EXERCISE: If a line in the records below holds the string "bool", count it, and state only the final count.
——————
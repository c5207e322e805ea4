pub mod group_sum;
pub mod sized_pot;

use log::debug;
use rayon::prelude::*;
use serde::{Deserialize, Serialize};

pub use group_sum::GroupSum;
pub use sized_pot::SizedPot;

/// Denominator used for a sample standard deviation of `n` values.
///
/// `SmallSample` (n - 1.5) is the convention of the moving deviation bands;
/// it widens small windows slightly more than Bessel's correction.
#[derive(Debug, Clone, Copy, PartialEq, Eq, Serialize, Deserialize)]
#[serde(rename_all = "snake_case")]
pub enum StdDevCorrection {
    Population,
    Bessel,
    SmallSample,
}

impl StdDevCorrection {
    pub fn from_corrected(corrected: bool) -> Self {
        if corrected {
            StdDevCorrection::Bessel
        } else {
            StdDevCorrection::Population
        }
    }
    
    pub fn denominator(&self, n: usize) -> f64 {
        let n = n as f64;
        match self {
            StdDevCorrection::Population => n,
            StdDevCorrection::Bessel if n > 1.0 => n - 1.0,
            StdDevCorrection::SmallSample if n > 1.0 => n - 1.5,
            _ => n,
        }
    }
}

#[derive(Debug, Clone, Serialize, Deserialize)]
pub struct MovingStatistics {
    pub window: usize,
    pub average: Vec<f64>,
    pub std_dev: Vec<f64>,
}

pub fn mean(values: &[f64]) -> f64 {
    if values.is_empty() {
        0.0
    } else {
        values.iter().sum::<f64>() / values.len() as f64
    }
}

pub fn std_dev(values: &[f64], correction: StdDevCorrection) -> f64 {
    if values.is_empty() {
        return 0.0;
    }
    let denominator = correction.denominator(values.len());
    if denominator <= 0.0 {
        return 0.0;
    }
    
    let mean_val = mean(values);
    let variance = values.iter()
        .map(|v| (v - mean_val).powi(2))
        .sum::<f64>() / denominator;
    variance.sqrt()
}

/// Divides running sums by the number of values actually in each window.
pub fn running_average(sums: &[f64], window: usize) -> Vec<f64> {
    sums.iter()
        .enumerate()
        .map(|(i, sum)| sum / window.min(i + 1).max(1) as f64)
        .collect()
}

fn window_statistics(
    tree: &GroupSum,
    series: &[f64],
    window: usize,
    correction: StdDevCorrection,
) -> MovingStatistics {
    if window <= 1 {
        return MovingStatistics {
            window: 1,
            average: series.to_vec(),
            std_dev: vec![0.0; series.len()],
        };
    }
    
    let average = running_average(&tree.running_sums(window), window);
    
    let mut pot = SizedPot::new(window);
    let std_dev = series.iter()
        .zip(&average)
        .map(|(value, avg)| pot.running_std_dev(*value, *avg, correction))
        .collect();
    
    MovingStatistics { window, average, std_dev }
}

/// Moving average and deviation of `series` for every window length.
///
/// The windows are evaluated in parallel over a shared block-sum tree;
/// results come back in the order of `windows`.
pub fn moving_statistics(
    series: &[f64],
    windows: &[usize],
    correction: StdDevCorrection,
) -> Vec<MovingStatistics> {
    let tree = GroupSum::for_windows(series, windows);
    debug!("Computing moving statistics for windows {:?} over {} values", windows, series.len());
    
    windows
        .par_iter()
        .map(|window| window_statistics(&tree, series, *window, correction))
        .collect()
}
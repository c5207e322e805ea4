use crate::drugs::Drug;
use chrono::{Duration, NaiveDateTime};
use std::collections::VecDeque;

pub fn as_seconds(duration: Duration) -> f64 {
    duration.num_milliseconds() as f64 / 1000.0
}

/// Floors `time` onto the grid `origin + k * step`.
pub fn truncate_time(time: NaiveDateTime, origin: NaiveDateTime, step: Duration) -> NaiveDateTime {
    let step_ms = step.num_milliseconds().max(1);
    let offset_ms = (time - origin).num_milliseconds();
    origin + Duration::milliseconds(offset_ms.div_euclid(step_ms) * step_ms)
}

/// A single administration of a drug, referenced by registry key.
///
/// Whole doses are what the user entered; partial doses are the slices
/// produced by flood-in expansion or by metabolite conversion and are
/// never expanded again.
#[derive(Debug, Clone, PartialEq)]
pub struct Dose {
    pub drug: String,
    pub amount: f64,
    pub time: NaiveDateTime,
    pub partial: bool,
}

impl Dose {
    pub fn new(drug: &str, amount: f64, time: NaiveDateTime) -> Self {
        Self {
            drug: drug.to_string(),
            amount,
            time,
            partial: false,
        }
    }
    
    pub fn partial(drug: &str, amount: f64, time: NaiveDateTime) -> Self {
        Self {
            drug: drug.to_string(),
            amount,
            time,
            partial: true,
        }
    }
    
    pub fn truncated(mut self, origin: NaiveDateTime, step: Duration) -> Self {
        self.time = truncate_time(self.time, origin, step);
        self
    }
    
    pub fn get_partial_doses(&self, drug: &Drug) -> Vec<Dose> {
        match &drug.flood_in {
            Some(flood_in) if !self.partial && !flood_in.is_empty() => flood_in
                .iter()
                .enumerate()
                .map(|(i, weight)| {
                    Dose::partial(
                        &self.drug,
                        self.amount * weight,
                        self.time + drug.flood_in_step * i as i32,
                    )
                })
                .collect(),
            _ => vec![Dose::partial(&self.drug, self.amount, self.time)],
        }
    }
}

/// Pending doses of one drug in chronological order.
#[derive(Debug, Clone, Default)]
pub struct DoseQueue {
    doses: VecDeque<Dose>,
}

impl DoseQueue {
    /// Inserts after every dose with the same or an earlier time.
    pub fn insert_sorted(&mut self, dose: Dose) {
        let position = self.doses.partition_point(|d| d.time <= dose.time);
        self.doses.insert(position, dose);
    }
    
    /// Queues a dose that is due immediately.
    pub fn push_due(&mut self, dose: Dose) {
        self.doses.push_front(dose);
    }
    
    /// Pops every dose due at or before `time` and returns the summed amount.
    pub fn drain_due(&mut self, time: NaiveDateTime) -> f64 {
        let mut total = 0.0;
        while let Some(dose) = self.doses.front() {
            if dose.time > time {
                break;
            }
            total += dose.amount;
            self.doses.pop_front();
        }
        total
    }
    
    pub fn len(&self) -> usize {
        self.doses.len()
    }
    
    pub fn is_empty(&self) -> bool {
        self.doses.is_empty()
    }
}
——————
RESPONSE TO THE TASK: 3